%%
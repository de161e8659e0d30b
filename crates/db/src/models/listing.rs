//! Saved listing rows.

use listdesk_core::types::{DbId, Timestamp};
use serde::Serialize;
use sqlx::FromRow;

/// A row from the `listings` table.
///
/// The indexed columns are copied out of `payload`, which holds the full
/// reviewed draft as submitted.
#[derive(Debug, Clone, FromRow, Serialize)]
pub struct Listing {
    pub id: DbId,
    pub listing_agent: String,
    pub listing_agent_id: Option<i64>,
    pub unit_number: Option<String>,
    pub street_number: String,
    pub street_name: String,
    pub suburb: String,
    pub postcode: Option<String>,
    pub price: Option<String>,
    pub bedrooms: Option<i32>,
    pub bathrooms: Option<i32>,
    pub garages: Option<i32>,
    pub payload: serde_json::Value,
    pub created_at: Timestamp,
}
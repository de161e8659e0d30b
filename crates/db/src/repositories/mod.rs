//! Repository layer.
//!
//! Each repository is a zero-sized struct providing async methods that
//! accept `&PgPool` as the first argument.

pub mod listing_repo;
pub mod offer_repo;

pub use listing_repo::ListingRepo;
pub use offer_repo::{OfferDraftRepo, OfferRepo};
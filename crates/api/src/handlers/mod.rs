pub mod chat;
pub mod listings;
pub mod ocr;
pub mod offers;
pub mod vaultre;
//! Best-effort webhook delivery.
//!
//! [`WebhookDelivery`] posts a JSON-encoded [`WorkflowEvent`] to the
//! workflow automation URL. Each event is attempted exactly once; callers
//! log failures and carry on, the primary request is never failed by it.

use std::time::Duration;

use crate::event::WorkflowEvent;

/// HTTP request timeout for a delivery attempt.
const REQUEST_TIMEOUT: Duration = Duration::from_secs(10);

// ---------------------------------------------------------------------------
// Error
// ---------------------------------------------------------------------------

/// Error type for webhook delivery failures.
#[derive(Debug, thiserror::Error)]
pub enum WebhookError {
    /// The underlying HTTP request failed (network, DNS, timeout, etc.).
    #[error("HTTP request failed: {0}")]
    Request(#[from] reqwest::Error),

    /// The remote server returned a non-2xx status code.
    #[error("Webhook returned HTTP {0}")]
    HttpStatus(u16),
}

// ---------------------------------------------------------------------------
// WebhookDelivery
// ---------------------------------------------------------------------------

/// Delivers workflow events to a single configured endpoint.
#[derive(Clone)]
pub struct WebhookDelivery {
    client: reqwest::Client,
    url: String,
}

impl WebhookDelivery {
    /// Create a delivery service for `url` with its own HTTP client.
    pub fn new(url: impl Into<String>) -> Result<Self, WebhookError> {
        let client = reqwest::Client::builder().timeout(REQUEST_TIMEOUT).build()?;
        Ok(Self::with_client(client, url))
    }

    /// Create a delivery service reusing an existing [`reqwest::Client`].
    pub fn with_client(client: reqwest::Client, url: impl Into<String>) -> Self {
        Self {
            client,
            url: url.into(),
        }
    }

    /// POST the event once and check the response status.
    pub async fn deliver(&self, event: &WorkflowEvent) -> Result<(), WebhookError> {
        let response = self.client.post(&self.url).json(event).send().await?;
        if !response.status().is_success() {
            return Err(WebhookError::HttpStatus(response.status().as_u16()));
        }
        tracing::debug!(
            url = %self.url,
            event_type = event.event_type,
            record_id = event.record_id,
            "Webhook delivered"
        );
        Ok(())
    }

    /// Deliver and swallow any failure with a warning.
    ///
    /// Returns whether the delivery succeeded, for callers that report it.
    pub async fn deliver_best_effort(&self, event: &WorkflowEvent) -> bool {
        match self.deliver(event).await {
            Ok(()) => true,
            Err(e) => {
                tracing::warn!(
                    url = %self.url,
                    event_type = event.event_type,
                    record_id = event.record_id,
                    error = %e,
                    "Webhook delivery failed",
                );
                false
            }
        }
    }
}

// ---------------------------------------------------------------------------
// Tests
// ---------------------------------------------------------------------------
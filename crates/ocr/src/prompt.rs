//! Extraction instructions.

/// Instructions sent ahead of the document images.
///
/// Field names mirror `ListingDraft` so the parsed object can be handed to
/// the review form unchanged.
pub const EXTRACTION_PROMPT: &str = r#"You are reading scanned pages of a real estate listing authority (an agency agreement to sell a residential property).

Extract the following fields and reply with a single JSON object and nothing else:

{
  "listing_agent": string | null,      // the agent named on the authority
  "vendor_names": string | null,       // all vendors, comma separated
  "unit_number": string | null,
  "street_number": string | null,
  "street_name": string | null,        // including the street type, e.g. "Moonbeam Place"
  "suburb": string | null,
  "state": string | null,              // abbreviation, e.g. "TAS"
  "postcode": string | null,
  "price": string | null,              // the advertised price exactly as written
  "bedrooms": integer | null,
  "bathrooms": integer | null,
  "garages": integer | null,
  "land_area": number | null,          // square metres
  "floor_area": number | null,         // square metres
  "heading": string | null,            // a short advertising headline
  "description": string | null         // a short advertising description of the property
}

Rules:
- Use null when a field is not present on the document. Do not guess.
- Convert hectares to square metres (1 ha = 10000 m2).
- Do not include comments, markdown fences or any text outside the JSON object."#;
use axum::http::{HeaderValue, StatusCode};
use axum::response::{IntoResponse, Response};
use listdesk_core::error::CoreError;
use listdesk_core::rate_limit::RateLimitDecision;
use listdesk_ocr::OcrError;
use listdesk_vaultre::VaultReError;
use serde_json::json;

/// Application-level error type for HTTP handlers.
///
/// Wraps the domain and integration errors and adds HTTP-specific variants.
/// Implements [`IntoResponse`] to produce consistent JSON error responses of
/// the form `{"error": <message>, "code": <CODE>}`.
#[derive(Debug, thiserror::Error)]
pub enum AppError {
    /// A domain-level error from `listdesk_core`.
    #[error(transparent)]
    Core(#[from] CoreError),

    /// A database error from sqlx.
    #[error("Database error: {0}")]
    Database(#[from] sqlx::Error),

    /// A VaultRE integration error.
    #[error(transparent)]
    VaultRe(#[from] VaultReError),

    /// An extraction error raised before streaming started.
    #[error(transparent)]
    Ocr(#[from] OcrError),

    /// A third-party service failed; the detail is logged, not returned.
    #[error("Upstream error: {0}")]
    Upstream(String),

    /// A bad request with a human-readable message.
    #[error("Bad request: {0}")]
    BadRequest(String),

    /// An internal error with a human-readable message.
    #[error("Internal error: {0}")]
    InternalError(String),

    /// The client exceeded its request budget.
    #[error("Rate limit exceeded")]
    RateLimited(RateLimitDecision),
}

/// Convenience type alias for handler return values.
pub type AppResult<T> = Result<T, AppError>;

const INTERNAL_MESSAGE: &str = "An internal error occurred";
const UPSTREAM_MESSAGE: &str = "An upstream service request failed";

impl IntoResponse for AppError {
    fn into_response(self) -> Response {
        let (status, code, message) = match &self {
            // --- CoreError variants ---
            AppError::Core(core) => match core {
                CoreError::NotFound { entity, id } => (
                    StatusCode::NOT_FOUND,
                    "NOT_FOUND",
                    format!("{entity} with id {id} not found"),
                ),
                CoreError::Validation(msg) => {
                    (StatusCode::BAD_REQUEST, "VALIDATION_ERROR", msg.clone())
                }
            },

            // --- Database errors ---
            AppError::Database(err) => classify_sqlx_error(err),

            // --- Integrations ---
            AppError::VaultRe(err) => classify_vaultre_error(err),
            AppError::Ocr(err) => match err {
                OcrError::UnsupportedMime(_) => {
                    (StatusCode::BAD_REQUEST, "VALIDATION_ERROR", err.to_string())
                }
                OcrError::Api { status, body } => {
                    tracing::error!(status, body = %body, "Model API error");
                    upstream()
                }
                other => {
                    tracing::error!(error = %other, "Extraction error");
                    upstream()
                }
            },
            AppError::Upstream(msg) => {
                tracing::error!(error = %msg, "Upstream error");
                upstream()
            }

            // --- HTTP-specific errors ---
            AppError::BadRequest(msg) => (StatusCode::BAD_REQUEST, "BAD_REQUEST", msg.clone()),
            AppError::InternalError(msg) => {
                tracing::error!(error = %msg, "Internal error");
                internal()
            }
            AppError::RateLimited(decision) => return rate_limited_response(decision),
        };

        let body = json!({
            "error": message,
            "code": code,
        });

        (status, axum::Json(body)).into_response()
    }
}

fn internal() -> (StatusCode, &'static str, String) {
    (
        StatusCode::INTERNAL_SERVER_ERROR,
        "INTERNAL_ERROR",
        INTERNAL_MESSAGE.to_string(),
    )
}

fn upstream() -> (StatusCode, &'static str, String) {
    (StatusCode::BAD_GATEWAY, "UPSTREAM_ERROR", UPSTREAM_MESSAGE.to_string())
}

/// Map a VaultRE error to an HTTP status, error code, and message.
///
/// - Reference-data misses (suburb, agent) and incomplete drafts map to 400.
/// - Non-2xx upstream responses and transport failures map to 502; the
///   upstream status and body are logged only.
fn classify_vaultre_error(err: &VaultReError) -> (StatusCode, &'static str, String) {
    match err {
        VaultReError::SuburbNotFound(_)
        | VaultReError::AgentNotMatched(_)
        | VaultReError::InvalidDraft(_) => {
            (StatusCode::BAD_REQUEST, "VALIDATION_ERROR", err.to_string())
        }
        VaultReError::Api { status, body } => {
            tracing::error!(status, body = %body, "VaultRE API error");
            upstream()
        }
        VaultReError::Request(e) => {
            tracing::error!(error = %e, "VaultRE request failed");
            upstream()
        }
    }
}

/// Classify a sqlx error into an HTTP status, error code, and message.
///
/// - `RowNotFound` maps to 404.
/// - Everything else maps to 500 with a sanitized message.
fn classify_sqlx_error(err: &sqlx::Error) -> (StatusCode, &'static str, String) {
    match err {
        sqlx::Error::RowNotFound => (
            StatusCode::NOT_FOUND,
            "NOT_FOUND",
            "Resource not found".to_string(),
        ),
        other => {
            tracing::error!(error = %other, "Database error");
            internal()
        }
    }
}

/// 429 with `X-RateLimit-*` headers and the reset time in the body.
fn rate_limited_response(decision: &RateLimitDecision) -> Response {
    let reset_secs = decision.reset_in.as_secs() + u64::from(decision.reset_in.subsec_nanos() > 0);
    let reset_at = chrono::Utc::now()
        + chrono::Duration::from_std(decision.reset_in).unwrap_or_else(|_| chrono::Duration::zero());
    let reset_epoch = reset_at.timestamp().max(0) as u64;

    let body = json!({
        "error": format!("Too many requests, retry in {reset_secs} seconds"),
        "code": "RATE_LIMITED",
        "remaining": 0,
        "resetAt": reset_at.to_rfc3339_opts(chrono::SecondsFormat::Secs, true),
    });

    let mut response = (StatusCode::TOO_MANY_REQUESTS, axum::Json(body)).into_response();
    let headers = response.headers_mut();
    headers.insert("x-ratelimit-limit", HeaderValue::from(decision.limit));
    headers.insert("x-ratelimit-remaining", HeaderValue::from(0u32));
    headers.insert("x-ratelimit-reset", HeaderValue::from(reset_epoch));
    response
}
%%
> **Try it**
Please give the number of lines above that hold the word "crates", and only that number.

> **Answer box**
4